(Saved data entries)
++++++++++

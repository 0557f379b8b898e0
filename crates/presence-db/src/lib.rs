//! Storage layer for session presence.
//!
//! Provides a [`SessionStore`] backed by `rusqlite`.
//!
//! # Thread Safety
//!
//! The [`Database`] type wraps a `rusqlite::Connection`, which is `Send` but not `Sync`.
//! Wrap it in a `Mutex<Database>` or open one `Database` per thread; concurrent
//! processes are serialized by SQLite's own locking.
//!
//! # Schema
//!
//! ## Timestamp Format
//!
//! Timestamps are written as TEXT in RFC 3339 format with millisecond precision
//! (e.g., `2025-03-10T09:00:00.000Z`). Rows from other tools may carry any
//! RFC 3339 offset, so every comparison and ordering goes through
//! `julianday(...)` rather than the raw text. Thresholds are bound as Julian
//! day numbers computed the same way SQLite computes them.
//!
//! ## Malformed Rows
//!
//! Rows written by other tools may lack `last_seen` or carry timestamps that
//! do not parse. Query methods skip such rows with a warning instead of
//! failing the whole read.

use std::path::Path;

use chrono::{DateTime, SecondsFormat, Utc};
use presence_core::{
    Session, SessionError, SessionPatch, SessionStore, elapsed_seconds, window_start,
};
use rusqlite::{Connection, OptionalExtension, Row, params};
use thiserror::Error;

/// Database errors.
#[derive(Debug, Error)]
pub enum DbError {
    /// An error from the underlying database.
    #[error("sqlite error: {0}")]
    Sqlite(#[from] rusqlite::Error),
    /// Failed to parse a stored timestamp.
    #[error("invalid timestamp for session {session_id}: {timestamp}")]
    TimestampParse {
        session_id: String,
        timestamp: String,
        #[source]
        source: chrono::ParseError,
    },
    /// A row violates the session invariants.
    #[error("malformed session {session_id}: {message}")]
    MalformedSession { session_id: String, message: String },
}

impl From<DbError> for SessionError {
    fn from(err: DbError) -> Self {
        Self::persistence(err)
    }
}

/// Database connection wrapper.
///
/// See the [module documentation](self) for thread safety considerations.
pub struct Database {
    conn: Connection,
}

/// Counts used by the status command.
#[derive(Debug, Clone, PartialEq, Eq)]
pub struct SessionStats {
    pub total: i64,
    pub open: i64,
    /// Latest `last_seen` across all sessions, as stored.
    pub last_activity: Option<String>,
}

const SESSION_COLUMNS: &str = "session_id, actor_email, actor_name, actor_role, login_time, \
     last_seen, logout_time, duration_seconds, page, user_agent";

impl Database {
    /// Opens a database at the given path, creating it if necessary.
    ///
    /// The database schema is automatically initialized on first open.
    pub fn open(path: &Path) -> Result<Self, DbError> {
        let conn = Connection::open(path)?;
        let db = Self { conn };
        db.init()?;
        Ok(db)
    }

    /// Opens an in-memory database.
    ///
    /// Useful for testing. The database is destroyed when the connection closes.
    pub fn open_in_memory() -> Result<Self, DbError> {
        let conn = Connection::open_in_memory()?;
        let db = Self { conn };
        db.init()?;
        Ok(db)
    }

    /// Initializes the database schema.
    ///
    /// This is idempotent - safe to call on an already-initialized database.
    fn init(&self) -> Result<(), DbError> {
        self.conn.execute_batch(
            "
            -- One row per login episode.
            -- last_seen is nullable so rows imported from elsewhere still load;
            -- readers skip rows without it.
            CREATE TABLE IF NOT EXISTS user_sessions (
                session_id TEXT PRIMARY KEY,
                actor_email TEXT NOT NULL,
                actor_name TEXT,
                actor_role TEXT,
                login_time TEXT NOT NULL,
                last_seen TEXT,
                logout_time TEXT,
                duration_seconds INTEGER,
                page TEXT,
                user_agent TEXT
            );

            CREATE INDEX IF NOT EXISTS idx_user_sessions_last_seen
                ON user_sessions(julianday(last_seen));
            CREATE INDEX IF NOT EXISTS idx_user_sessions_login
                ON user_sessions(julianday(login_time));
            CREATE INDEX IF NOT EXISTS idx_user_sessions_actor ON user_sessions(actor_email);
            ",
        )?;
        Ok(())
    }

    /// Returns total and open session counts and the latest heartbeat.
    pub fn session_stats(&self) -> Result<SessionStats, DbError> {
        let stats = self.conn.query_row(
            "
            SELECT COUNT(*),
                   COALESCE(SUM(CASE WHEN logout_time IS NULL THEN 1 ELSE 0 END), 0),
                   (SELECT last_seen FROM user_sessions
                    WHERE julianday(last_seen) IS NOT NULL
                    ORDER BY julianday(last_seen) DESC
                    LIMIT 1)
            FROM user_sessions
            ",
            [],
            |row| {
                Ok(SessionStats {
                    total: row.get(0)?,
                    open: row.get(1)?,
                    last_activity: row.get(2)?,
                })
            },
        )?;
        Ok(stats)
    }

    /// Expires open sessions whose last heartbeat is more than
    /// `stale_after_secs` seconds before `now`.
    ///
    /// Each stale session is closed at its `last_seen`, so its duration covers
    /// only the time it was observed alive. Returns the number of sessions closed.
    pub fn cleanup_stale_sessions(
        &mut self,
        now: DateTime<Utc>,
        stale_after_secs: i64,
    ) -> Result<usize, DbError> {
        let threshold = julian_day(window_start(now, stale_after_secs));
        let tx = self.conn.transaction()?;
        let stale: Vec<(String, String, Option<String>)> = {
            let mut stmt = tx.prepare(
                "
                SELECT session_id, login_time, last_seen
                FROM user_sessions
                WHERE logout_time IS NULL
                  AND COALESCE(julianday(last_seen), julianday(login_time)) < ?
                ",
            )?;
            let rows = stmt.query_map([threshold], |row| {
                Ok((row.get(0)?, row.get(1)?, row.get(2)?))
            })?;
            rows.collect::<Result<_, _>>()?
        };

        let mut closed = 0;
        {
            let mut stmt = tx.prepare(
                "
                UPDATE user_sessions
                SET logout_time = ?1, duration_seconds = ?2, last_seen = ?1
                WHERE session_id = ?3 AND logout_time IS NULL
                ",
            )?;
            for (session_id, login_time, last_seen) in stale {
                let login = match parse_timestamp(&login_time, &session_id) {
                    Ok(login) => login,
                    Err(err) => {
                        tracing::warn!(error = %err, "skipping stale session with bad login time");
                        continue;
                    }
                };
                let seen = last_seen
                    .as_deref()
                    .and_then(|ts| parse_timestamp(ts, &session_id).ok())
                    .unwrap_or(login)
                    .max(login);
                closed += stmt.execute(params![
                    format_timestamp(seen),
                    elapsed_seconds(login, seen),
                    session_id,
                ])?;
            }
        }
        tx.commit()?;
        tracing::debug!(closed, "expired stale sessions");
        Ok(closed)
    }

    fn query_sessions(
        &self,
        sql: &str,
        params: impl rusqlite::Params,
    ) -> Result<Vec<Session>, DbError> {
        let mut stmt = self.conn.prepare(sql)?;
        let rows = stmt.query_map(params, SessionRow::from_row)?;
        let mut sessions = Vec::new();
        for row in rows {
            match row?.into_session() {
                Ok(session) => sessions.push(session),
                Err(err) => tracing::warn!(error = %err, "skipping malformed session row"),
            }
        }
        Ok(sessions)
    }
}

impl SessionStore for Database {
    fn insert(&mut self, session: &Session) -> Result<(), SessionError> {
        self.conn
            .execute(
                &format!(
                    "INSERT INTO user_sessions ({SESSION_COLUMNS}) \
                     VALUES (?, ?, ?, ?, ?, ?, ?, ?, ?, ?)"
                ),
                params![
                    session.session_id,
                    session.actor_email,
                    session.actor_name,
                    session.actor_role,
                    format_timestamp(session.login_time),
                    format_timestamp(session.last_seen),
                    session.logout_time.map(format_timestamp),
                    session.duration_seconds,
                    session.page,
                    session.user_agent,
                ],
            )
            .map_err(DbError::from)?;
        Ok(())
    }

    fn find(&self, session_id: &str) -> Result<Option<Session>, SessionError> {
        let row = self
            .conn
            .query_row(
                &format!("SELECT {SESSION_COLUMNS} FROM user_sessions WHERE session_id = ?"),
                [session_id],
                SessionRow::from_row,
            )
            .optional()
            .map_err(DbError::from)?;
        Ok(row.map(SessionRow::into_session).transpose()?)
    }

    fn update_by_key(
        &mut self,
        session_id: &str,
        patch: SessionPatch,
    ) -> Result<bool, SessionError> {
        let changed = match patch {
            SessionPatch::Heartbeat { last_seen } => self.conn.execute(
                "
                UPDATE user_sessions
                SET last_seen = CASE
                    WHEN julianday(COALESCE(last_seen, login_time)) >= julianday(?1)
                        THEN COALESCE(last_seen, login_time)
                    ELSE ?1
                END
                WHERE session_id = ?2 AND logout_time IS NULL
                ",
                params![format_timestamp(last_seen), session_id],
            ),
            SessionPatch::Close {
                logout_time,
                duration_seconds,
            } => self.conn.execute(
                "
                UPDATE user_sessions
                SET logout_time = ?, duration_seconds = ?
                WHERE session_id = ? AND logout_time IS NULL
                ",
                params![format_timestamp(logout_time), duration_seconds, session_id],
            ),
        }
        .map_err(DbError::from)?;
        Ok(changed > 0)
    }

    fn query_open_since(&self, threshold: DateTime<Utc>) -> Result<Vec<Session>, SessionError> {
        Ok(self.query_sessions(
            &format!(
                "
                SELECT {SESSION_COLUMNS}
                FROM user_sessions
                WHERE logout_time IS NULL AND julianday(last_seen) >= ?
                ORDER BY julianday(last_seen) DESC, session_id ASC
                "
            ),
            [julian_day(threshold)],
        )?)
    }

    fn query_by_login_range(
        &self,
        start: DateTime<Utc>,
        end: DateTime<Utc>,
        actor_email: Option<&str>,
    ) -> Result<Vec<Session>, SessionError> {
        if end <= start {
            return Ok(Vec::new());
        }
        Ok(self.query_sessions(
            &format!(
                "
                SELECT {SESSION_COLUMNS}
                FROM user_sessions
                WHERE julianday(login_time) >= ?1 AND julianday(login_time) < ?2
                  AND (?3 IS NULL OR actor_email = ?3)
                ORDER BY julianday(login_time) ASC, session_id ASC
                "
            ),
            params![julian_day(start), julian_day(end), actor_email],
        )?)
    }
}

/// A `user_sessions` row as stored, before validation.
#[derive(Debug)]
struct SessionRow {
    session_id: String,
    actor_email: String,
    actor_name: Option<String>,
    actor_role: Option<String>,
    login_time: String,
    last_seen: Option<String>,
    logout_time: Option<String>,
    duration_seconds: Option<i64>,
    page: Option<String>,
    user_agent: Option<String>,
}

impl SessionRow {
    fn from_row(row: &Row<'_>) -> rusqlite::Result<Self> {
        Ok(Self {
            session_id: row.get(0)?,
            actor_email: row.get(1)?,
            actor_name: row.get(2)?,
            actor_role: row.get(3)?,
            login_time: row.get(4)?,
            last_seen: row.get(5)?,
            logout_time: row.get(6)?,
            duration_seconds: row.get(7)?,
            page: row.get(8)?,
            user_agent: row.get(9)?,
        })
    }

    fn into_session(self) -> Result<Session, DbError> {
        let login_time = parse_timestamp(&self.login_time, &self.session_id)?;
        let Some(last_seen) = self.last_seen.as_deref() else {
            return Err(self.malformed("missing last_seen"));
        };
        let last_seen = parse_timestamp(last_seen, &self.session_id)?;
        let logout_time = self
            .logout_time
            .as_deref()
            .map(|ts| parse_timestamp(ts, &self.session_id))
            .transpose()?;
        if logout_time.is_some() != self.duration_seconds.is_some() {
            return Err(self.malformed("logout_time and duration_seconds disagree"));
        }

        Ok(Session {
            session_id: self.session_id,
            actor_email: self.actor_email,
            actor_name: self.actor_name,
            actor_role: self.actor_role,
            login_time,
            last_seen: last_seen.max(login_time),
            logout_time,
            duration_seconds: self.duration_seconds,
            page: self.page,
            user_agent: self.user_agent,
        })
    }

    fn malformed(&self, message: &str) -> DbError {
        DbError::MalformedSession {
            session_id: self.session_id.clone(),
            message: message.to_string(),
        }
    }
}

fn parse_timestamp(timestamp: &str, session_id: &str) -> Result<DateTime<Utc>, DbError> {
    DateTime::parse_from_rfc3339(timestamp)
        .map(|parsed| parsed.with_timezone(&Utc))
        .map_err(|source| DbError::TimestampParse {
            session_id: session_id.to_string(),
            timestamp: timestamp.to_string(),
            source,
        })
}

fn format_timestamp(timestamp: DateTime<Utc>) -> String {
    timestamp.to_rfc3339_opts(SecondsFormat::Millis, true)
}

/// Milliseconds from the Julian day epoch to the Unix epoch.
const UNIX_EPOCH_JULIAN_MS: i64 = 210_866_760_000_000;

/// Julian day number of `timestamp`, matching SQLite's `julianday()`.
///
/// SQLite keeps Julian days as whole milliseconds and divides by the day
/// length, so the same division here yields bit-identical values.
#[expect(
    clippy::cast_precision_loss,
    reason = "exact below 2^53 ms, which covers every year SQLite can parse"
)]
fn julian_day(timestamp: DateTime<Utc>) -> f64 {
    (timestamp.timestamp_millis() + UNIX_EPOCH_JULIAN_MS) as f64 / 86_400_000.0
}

++++++++++

* [About this exercise]
For the string "source", go through the entries above and copy each line where it occurs.

* [Output]
        #[source]
        source: chrono::ParseError,
        .map_err(|source| DbError::TimestampParse {
            source,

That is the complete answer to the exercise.